What you need to do >> Filter the data below, keeping only lines that contain "true".
:: Exercise data ::
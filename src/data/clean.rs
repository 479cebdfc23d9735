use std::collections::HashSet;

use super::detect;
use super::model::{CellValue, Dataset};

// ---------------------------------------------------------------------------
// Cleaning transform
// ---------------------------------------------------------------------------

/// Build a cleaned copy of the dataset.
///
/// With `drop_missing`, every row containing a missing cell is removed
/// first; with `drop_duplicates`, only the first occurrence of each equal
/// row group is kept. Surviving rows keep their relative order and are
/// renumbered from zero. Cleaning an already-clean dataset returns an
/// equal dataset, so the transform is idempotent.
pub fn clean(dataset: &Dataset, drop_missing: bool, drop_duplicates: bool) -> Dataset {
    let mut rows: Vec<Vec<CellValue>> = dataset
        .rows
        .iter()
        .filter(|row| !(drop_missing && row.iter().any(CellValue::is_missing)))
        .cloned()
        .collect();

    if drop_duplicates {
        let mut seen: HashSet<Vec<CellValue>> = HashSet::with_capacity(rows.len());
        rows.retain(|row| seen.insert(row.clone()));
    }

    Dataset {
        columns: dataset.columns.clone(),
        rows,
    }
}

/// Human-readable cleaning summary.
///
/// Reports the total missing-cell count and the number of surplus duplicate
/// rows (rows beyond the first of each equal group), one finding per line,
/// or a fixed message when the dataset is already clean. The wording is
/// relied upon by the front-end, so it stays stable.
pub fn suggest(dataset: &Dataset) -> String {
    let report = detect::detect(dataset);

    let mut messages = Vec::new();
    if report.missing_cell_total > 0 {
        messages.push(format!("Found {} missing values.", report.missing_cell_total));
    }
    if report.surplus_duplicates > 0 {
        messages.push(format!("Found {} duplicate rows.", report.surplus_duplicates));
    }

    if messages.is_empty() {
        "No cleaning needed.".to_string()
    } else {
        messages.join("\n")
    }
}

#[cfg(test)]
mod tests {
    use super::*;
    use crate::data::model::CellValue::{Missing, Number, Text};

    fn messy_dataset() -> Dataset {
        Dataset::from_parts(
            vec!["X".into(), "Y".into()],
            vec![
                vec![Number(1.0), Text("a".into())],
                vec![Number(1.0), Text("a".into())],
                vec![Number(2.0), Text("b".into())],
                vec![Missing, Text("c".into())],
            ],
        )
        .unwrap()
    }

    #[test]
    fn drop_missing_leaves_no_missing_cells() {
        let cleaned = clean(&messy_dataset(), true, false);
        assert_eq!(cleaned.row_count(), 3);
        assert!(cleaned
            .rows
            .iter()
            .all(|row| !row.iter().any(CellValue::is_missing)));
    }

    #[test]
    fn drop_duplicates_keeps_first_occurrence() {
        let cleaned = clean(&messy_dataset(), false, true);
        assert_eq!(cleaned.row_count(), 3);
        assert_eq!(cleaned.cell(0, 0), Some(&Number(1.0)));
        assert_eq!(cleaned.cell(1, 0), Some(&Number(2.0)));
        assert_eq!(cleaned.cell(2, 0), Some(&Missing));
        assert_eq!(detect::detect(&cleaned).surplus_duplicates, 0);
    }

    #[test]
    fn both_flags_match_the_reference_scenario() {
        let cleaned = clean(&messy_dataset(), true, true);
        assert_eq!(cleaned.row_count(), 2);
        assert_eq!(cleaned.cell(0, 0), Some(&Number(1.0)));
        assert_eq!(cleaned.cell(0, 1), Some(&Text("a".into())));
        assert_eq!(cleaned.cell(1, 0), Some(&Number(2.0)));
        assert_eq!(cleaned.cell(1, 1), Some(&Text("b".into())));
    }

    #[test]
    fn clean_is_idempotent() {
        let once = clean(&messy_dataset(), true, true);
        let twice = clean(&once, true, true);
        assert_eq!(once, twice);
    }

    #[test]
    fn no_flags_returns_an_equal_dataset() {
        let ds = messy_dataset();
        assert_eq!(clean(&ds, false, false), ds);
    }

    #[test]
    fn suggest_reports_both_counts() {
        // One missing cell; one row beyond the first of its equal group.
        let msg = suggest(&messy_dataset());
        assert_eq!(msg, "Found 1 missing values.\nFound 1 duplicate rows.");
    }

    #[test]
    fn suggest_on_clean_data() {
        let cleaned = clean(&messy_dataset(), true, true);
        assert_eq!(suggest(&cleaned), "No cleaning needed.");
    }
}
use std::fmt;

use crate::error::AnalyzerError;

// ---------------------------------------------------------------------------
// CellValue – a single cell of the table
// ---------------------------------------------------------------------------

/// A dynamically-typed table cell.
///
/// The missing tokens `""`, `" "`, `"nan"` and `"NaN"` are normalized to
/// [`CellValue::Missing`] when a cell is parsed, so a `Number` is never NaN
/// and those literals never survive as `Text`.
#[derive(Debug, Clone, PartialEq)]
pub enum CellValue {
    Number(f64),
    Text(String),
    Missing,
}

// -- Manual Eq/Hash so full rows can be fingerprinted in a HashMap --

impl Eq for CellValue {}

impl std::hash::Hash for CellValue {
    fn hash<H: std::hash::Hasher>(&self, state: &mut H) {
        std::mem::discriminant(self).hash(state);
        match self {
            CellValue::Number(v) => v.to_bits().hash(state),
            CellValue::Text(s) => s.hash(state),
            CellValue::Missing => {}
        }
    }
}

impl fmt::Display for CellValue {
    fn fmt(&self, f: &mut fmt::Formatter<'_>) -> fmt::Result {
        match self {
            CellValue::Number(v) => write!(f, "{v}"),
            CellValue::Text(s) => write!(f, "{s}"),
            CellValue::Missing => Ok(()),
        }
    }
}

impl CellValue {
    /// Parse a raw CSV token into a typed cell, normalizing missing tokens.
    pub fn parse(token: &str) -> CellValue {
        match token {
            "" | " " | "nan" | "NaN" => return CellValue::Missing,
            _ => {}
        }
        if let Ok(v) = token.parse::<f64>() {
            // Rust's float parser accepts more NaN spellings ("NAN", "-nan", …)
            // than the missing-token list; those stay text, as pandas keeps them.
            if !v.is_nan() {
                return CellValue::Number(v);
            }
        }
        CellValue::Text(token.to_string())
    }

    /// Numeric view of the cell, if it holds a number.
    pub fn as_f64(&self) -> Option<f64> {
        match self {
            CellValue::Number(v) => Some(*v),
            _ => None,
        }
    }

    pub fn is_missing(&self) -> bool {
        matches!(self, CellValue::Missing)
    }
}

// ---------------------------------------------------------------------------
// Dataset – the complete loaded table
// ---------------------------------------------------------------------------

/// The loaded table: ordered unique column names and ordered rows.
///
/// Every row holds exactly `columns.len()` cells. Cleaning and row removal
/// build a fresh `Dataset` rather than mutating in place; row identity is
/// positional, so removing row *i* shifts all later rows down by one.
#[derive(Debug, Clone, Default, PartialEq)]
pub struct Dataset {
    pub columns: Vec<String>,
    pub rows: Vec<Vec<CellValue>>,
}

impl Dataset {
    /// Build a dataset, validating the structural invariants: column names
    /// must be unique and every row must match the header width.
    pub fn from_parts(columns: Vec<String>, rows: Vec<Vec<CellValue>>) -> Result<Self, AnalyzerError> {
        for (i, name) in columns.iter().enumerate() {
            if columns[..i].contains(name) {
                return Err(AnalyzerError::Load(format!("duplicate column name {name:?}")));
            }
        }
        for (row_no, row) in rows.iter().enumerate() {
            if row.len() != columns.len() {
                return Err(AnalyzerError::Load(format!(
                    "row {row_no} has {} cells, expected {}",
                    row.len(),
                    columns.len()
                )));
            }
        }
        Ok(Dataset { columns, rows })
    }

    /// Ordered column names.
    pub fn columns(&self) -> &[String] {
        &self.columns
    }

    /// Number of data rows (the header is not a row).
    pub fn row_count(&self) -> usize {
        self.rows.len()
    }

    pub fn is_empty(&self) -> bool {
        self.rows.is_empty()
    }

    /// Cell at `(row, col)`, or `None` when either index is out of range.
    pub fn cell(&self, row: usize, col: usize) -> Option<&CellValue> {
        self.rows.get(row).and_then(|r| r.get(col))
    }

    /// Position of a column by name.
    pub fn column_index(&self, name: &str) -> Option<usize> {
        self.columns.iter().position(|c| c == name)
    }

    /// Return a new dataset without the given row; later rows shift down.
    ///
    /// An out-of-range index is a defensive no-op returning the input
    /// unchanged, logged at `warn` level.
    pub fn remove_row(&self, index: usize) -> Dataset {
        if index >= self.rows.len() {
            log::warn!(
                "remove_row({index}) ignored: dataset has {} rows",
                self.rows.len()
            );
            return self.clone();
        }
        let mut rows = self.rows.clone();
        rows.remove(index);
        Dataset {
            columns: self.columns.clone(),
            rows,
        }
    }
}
:::
Problem solution >>
        let cleaned = clean(&messy_dataset(), true, false);
        let cleaned = clean(&messy_dataset(), false, true);
        let cleaned = clean(&messy_dataset(), true, true);
        let once = clean(&messy_dataset(), true, true);
        let twice = clean(&once, true, true);
        let cleaned = clean(&messy_dataset(), true, true);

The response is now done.